Re: [PATCH] Covering SPGiST index

From: Pavel Borisov <pashkin(dot)elfe(at)gmail(dot)com>
To: Tom Lane <tgl(at)sss(dot)pgh(dot)pa(dot)us>
Cc: "Andrey M(dot) Borodin" <x4mmm(at)yandex-team(dot)ru>, Anastasia Lubennikova <a(dot)lubennikova(at)postgrespro(dot)ru>, Postgres hackers <pgsql-hackers(at)lists(dot)postgresql(dot)org>
Subject: Re: [PATCH] Covering SPGiST index
Date: 2020-11-17 17:19:52
Message-ID: CALT9ZEG1FOPVM0ewfgw13VgQ7RwjxrpoEbY9psRBexQgPH4q5Q@mail.gmail.com
Views: Raw Message | Whole Thread | Download mbox | Resend email
Thread:
Lists: pgsql-hackers

вт, 17 нояб. 2020 г. в 11:36, Pavel Borisov <pashkin(dot)elfe(at)gmail(dot)com>:

> I've started to review this, and I've got to say that I really disagree
>> with this choice:
>>
>> + * If there are INCLUDE columns, they are stored after a key value, each
>> + * starting from its own typalign boundary. Unlike IndexTuple, first
>> INCLUDE
>> + * value does not need to start from MAXALIGN boundary, so SPGiST uses
>> private
>> + * routines to access them.
>>
> Tom, I took a stab at making the code for tuple creation/decomposition
more optimal.

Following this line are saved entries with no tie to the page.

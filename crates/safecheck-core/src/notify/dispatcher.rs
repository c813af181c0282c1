use std::sync::Arc;
use std::time::Duration;

use futures::stream::{FuturesUnordered, StreamExt};
use serde::Serialize;
use tokio::sync::Semaphore;

use super::{
    org_topic, DeliveryStatus, NewNotificationAttempt, NotificationRef, PushChannel, PushMessage,
    PushTarget,
};
use crate::clock::Clock;
use crate::error::DeliveryError;
use crate::storage::NotificationsConfig;
use crate::store::SafetyStore;

#[derive(Debug, Clone)]
pub struct DispatcherConfig {
    pub enabled: bool,
    pub max_concurrent_sends: usize,
    pub send_timeout: Duration,
}

impl Default for DispatcherConfig {
    fn default() -> Self {
        (&NotificationsConfig::default()).into()
    }
}

impl From<&NotificationsConfig> for DispatcherConfig {
    fn from(cfg: &NotificationsConfig) -> Self {
        Self {
            enabled: cfg.enabled,
            max_concurrent_sends: cfg.max_concurrent_sends.max(1),
            send_timeout: cfg.send_timeout(),
        }
    }
}

/// Aggregate outcome of one fan-out.
#[derive(Debug, Clone, Default, PartialEq, Eq, Serialize)]
pub struct DeliveryReport {
    /// Channel labels (token or topic) that accepted the message.
    pub successes: Vec<String>,
    /// Channel label and error text for each failed send.
    pub failures: Vec<(String, String)>,
}

impl DeliveryReport {
    /// At least one channel accepted the message.
    pub fn is_delivered(&self) -> bool {
        !self.successes.is_empty()
    }
}

/// Sends one message to many targets and records every attempt.
pub struct NotificationDispatcher {
    store: Arc<dyn SafetyStore>,
    channel: Arc<dyn PushChannel>,
    clock: Arc<dyn Clock>,
    config: DispatcherConfig,
}

impl NotificationDispatcher {
    pub fn new(
        store: Arc<dyn SafetyStore>,
        channel: Arc<dyn PushChannel>,
        clock: Arc<dyn Clock>,
        config: DispatcherConfig,
    ) -> Self {
        Self {
            store,
            channel,
            clock,
            config,
        }
    }

    /// Send to every active device of `reference.user_id`.
    pub async fn fan_out_to_user(
        &self,
        reference: NotificationRef,
        message: &PushMessage,
    ) -> DeliveryReport {
        let devices = match self.store.active_devices(reference.user_id) {
            Ok(devices) => devices,
            Err(e) => {
                tracing::warn!(user_id = reference.user_id, error = %e, "cannot load devices");
                return DeliveryReport::default();
            }
        };
        if devices.is_empty() {
            tracing::debug!(user_id = reference.user_id, "no active devices");
        }
        let targets = devices
            .into_iter()
            .map(|d| PushTarget::Device(d.token))
            .collect();
        self.send_all(reference, targets, message).await
    }

    /// Send to the organisation's moderator topic.
    pub async fn fan_out_to_org(
        &self,
        org_id: i64,
        reference: NotificationRef,
        message: &PushMessage,
    ) -> DeliveryReport {
        let targets = vec![PushTarget::Topic(org_topic(org_id))];
        self.send_all(reference, targets, message).await
    }

    async fn send_all(
        &self,
        reference: NotificationRef,
        targets: Vec<PushTarget>,
        message: &PushMessage,
    ) -> DeliveryReport {
        let mut report = DeliveryReport::default();
        if !self.config.enabled {
            tracing::debug!(kind = %reference.kind.as_string(), "notifications disabled");
            return report;
        }

        let semaphore = Semaphore::new(self.config.max_concurrent_sends);
        let timeout = self.config.send_timeout;
        let mut pending = FuturesUnordered::new();

        for target in targets {
            let semaphore = &semaphore;
            let channel = &self.channel;
            pending.push(async move {
                let _permit = semaphore.acquire().await.ok();
                let outcome = match tokio::time::timeout(timeout, channel.send(&target, message))
                    .await
                {
                    Ok(outcome) => outcome,
                    Err(_) => Err(DeliveryError::Timeout(timeout.as_millis() as u64)),
                };
                (target, outcome)
            });
        }

        while let Some((target, outcome)) = pending.next().await {
            let label = target.label().to_string();
            let (status, error) = match outcome {
                Ok(_) => {
                    report.successes.push(label.clone());
                    (DeliveryStatus::Sent, None)
                }
                Err(err) => {
                    tracing::warn!(
                        channel = self.channel.name(),
                        target_label = %label,
                        error = %err,
                        "push send failed"
                    );
                    if let (DeliveryError::Unregistered, PushTarget::Device(token)) = (&err, &target)
                    {
                        self.deactivate(token);
                    }
                    report.failures.push((label.clone(), err.to_string()));
                    (DeliveryStatus::Failed, Some(err.to_string()))
                }
            };
            let attempt = NewNotificationAttempt {
                reference,
                channel: label,
                sent_at: self.clock.now(),
                status,
                error,
            };
            if let Err(e) = self.store.record_attempt(&attempt) {
                tracing::warn!(error = %e, "failed to record notification attempt");
            }
        }

        report
    }

    fn deactivate(&self, token: &str) {
        match self.store.deactivate_device(token) {
            Ok(true) => tracing::info!("deactivated unregistered device token"),
            Ok(false) => {}
            Err(e) => tracing::warn!(error = %e, "failed to deactivate device token"),
        }
    }
}

#[cfg(test)]
mod tests {
    use super::*;
    use crate::clock::SystemClock;
    use crate::notify::{Device, NotificationKind, Platform};
    use crate::storage::SafetyDb;
    use async_trait::async_trait;
    use chrono::Utc;

    /// Fails `bad*` tokens as unregistered and never answers for `slow*`.
    struct ScriptedChannel;

    #[async_trait]
    impl PushChannel for ScriptedChannel {
        fn name(&self) -> &str {
            "scripted"
        }

        async fn send(
            &self,
            target: &PushTarget,
            _message: &PushMessage,
        ) -> Result<String, DeliveryError> {
            let label = target.label();
            if label.starts_with("bad") {
                Err(DeliveryError::Unregistered)
            } else if label.starts_with("slow") {
                tokio::time::sleep(Duration::from_secs(3600)).await;
                Ok("late".into())
            } else {
                Ok(format!("msg-{label}"))
            }
        }
    }

    fn setup(tokens: &[&str]) -> (Arc<SafetyDb>, NotificationDispatcher) {
        let db = Arc::new(SafetyDb::open_memory().unwrap());
        db.upsert_profile(1, 10, "Ada").unwrap();
        for token in tokens {
            db.upsert_device(&Device {
                user_id: 1,
                token: token.to_string(),
                platform: Platform::Android,
                name: None,
                is_active: true,
                last_used_at: Utc::now(),
            })
            .unwrap();
        }
        let dispatcher = NotificationDispatcher::new(
            db.clone(),
            Arc::new(ScriptedChannel),
            Arc::new(SystemClock),
            DispatcherConfig {
                enabled: true,
                max_concurrent_sends: 2,
                send_timeout: Duration::from_millis(200),
            },
        );
        (db, dispatcher)
    }

    fn reference() -> NotificationRef {
        NotificationRef {
            checkin_id: 0,
            alert_id: None,
            user_id: 1,
            kind: NotificationKind::InitialCheckin,
        }
    }

    #[tokio::test]
    async fn partial_failure_still_delivered() {
        let (db, dispatcher) = setup(&["good-1", "bad-1"]);
        let report = dispatcher
            .fan_out_to_user(reference(), &PushMessage::checkin_due(0, "m", "08:00"))
            .await;
        assert!(report.is_delivered());
        assert_eq!(report.successes, vec!["good-1".to_string()]);
        assert_eq!(report.failures.len(), 1);

        let remaining = db.active_devices(1).unwrap();
        assert_eq!(remaining.len(), 1);
        assert_eq!(remaining[0].token, "good-1");
        assert_eq!(db.attempts_for_checkin(0).unwrap().len(), 2);
    }

    #[tokio::test(start_paused = true)]
    async fn timeout_is_a_recorded_failure() {
        let (db, dispatcher) = setup(&["slow-1"]);
        let report = dispatcher
            .fan_out_to_user(reference(), &PushMessage::checkin_due(0, "m", "08:00"))
            .await;
        assert!(!report.is_delivered());
        assert!(report.failures[0].1.contains("timed out"));
        let attempts = db.attempts_for_checkin(0).unwrap();
        assert_eq!(attempts.len(), 1);
        assert_eq!(attempts[0].status, DeliveryStatus::Failed);
    }

    #[tokio::test]
    async fn org_fan_out_uses_topic() {
        let (db, dispatcher) = setup(&[]);
        let report = dispatcher
            .fan_out_to_org(10, reference(), &PushMessage::checkin_due(0, "m", "08:00"))
            .await;
        assert_eq!(report.successes, vec!["org_10_alerts".to_string()]);
        assert_eq!(db.attempts_for_checkin(0).unwrap()[0].channel, "org_10_alerts");
    }

    #[tokio::test]
    async fn no_devices_means_not_delivered() {
        let (_db, dispatcher) = setup(&[]);
        let report = dispatcher
            .fan_out_to_user(reference(), &PushMessage::checkin_due(0, "m", "08:00"))
            .await;
        assert!(!report.is_delivered());
        assert!(report.failures.is_empty());
    }
}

Now I see several options for this:
1. Included values can be added after key value as a whole index tuple. Pro
of this: it reuses existing code perfectly. Con is that it will introduce
extra (empty) index tuple header.
2. Existing state: pro is that in my opinion, it has the least possible
gaps. The con is the need to duplicate much of the existing code with some
modification. Frankly I don't like this duplication very much even if it is
only a private spgist code.
2A. Existing state can be shifted into fewer changes in index_form_tuple
and index_deform_tuple if I shift the null mask after the tuple header and
before the key value (SpGistTupleHeader+nullmask chunk will be maxaligned).
This is what I proposed in the previous answer. I tried to work on this
variant but it will need to duplicate index_form_tuple and
index_deform_tuple code into private version. The reason is that spgist
tuple has its own header of different size and in my understanding, it can
not be incorporated using index_form_tuple.
3. I can split index_form_tuple into two parts: a) header adding and size
calculation, b) filling attributes. External (a), which could be
constructed differently for SpGist, and internal (b) being universal.
3A. I can make index_form_tuple accept pointer as an argument to create
tuple in already palloced memory area (with the shift to its start). So
external caller will be able to incorporate headers after calling
index_form_tuple routine.

Maybe there is some other way I don't imagine yet. Which way do you think
for me better to follow? What is your advice?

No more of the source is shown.